● WHAT THE EXERCISE ASKS
Report every line of the records below that contains the word "derive".

===== RECORDS TO USE

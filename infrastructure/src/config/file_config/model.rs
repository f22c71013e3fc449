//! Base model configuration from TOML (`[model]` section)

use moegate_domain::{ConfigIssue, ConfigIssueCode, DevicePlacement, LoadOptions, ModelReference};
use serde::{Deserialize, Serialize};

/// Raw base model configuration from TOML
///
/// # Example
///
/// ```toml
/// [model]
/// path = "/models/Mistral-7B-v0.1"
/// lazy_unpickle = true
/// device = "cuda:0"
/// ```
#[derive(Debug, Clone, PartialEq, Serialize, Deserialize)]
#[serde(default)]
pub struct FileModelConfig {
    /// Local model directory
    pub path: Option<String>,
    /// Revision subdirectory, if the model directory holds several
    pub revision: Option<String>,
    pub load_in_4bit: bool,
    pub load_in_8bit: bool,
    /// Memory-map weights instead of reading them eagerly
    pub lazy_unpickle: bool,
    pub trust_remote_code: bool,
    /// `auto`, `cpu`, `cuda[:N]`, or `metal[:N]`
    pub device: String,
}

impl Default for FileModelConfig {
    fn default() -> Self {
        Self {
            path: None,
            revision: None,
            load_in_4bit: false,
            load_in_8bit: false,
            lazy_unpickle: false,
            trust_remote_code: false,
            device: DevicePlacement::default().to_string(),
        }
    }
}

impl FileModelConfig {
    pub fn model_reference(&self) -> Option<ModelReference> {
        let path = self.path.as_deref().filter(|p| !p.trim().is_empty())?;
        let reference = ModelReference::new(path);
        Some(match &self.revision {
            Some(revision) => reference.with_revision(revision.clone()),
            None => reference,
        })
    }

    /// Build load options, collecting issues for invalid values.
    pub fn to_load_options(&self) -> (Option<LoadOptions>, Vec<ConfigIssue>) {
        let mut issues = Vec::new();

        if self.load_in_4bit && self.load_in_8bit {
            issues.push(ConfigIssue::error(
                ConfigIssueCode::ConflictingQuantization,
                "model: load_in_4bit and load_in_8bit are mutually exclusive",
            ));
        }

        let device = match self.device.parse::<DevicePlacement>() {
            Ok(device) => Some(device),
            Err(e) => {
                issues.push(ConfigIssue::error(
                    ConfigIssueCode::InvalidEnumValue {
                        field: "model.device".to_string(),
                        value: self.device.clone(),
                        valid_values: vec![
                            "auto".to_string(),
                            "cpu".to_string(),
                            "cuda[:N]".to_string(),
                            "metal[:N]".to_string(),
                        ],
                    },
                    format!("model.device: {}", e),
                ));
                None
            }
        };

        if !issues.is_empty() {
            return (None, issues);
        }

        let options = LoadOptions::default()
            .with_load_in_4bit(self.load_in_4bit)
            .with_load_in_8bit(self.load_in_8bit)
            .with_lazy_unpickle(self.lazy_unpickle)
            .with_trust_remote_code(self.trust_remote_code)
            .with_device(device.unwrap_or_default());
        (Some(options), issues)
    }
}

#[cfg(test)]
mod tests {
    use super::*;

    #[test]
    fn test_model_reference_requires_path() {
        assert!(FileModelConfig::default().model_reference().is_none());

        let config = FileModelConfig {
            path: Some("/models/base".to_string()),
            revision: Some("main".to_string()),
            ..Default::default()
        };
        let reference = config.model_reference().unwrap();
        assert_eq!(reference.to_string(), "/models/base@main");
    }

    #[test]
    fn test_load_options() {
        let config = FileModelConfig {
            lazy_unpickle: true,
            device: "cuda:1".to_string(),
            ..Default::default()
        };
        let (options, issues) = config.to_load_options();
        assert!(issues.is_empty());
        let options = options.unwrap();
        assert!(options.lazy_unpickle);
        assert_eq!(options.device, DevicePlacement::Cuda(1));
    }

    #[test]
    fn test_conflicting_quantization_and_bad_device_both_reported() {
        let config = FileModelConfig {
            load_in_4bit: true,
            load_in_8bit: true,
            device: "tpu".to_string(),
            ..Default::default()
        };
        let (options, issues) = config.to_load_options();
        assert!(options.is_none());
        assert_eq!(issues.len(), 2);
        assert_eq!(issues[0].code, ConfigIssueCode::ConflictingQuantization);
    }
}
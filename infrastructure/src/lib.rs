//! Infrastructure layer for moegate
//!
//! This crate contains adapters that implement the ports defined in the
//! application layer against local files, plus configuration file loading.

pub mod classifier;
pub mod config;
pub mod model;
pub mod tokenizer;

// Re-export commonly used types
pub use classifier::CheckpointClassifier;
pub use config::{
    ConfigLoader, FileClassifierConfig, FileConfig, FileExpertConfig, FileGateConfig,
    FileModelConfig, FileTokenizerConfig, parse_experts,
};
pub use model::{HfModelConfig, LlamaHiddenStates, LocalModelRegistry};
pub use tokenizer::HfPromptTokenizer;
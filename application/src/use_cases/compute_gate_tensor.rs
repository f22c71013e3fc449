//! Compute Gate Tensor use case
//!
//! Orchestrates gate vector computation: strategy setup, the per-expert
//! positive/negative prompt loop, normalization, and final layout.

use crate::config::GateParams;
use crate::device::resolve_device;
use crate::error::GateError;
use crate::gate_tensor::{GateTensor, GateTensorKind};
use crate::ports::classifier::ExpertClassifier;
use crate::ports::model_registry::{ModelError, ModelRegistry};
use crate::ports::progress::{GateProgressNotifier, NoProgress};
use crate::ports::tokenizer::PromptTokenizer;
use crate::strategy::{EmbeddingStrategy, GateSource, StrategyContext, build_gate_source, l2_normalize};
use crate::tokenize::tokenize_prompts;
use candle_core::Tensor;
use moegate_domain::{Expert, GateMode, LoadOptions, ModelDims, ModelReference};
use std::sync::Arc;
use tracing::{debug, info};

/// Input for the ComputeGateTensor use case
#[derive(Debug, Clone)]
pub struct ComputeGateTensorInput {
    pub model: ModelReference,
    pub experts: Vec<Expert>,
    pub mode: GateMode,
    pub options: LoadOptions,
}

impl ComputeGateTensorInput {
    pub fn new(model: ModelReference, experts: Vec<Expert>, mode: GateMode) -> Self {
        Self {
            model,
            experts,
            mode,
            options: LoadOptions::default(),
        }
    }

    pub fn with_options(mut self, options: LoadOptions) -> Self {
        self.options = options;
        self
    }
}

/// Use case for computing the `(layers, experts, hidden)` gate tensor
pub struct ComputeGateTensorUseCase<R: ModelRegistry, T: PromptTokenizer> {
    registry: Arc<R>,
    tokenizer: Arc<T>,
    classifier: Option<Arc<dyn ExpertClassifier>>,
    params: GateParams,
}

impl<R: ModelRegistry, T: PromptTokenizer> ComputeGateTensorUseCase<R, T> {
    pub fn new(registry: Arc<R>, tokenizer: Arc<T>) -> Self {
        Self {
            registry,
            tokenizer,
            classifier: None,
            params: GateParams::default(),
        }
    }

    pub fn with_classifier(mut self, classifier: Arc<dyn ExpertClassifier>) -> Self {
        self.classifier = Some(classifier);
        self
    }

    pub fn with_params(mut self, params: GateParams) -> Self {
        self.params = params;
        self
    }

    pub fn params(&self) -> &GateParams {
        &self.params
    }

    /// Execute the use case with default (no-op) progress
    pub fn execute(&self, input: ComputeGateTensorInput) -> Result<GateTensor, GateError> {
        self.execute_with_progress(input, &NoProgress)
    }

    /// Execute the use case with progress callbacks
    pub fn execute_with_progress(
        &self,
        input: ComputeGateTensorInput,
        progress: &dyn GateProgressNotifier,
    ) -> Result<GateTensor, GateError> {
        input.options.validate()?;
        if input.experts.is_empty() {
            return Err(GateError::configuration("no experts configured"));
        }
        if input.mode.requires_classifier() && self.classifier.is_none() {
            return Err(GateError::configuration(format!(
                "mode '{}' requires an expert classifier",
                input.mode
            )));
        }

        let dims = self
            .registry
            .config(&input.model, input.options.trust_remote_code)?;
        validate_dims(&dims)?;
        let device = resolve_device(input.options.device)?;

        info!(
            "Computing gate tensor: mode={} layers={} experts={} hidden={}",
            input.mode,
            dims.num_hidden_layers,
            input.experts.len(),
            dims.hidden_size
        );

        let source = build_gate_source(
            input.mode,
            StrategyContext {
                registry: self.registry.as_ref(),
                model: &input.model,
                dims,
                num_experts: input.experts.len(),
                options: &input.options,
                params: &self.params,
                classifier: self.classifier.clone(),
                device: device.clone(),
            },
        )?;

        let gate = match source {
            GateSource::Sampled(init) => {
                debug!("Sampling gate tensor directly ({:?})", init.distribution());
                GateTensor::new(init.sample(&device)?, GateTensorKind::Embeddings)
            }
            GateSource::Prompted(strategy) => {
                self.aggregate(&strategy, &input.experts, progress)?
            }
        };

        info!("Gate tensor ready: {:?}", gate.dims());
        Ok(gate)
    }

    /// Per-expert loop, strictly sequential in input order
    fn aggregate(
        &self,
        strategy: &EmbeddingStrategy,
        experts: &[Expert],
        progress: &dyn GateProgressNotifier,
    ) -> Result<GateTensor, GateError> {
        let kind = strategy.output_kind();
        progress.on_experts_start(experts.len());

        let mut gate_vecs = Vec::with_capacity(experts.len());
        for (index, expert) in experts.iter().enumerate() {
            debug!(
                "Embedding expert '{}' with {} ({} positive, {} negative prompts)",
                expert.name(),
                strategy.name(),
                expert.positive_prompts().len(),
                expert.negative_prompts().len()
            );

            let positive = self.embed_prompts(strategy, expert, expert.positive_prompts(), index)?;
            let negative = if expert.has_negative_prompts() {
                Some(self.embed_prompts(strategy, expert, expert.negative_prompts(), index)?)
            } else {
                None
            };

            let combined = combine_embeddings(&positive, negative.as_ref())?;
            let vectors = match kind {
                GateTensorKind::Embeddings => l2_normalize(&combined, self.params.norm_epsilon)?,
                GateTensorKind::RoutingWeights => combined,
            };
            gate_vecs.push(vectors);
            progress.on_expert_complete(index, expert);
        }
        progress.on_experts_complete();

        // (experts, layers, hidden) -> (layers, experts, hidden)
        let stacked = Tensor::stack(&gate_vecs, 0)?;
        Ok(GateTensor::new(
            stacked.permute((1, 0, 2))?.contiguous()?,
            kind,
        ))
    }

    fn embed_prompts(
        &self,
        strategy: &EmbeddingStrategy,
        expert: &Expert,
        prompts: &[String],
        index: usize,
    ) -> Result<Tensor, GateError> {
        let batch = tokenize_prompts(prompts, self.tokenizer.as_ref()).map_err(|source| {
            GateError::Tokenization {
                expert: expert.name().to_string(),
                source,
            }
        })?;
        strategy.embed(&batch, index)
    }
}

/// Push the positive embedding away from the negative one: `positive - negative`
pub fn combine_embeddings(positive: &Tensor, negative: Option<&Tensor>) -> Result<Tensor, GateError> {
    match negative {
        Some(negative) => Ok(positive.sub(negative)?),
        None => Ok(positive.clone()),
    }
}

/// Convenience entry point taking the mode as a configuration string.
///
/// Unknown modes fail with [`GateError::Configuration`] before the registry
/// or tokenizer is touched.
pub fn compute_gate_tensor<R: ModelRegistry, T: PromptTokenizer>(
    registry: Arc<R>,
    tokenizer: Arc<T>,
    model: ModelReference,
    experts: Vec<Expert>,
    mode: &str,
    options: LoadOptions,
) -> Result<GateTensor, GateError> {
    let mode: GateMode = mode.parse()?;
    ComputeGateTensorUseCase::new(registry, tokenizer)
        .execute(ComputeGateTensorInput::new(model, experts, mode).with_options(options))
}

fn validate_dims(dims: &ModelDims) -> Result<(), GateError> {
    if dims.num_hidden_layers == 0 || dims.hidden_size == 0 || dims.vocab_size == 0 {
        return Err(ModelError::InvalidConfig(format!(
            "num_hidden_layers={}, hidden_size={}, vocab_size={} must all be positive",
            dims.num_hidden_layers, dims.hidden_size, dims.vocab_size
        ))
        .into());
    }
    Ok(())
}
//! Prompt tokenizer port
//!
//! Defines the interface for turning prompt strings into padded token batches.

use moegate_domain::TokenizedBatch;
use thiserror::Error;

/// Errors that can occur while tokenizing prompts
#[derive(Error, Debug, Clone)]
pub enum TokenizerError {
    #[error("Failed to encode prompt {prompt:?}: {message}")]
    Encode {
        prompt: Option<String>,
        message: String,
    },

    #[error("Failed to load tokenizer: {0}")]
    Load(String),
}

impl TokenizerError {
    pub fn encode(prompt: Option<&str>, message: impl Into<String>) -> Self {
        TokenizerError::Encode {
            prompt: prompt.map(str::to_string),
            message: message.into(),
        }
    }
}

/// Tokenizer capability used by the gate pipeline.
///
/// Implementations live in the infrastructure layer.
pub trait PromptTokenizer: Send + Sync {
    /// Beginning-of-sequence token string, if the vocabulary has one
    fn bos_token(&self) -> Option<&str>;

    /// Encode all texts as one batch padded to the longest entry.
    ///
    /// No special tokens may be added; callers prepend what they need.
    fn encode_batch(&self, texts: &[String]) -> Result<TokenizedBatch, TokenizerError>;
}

==========

● ANSWER SECTION
#[derive(Debug, Clone, PartialEq, Serialize, Deserialize)]
#[derive(Debug, Clone)]
#[derive(Error, Debug, Clone)]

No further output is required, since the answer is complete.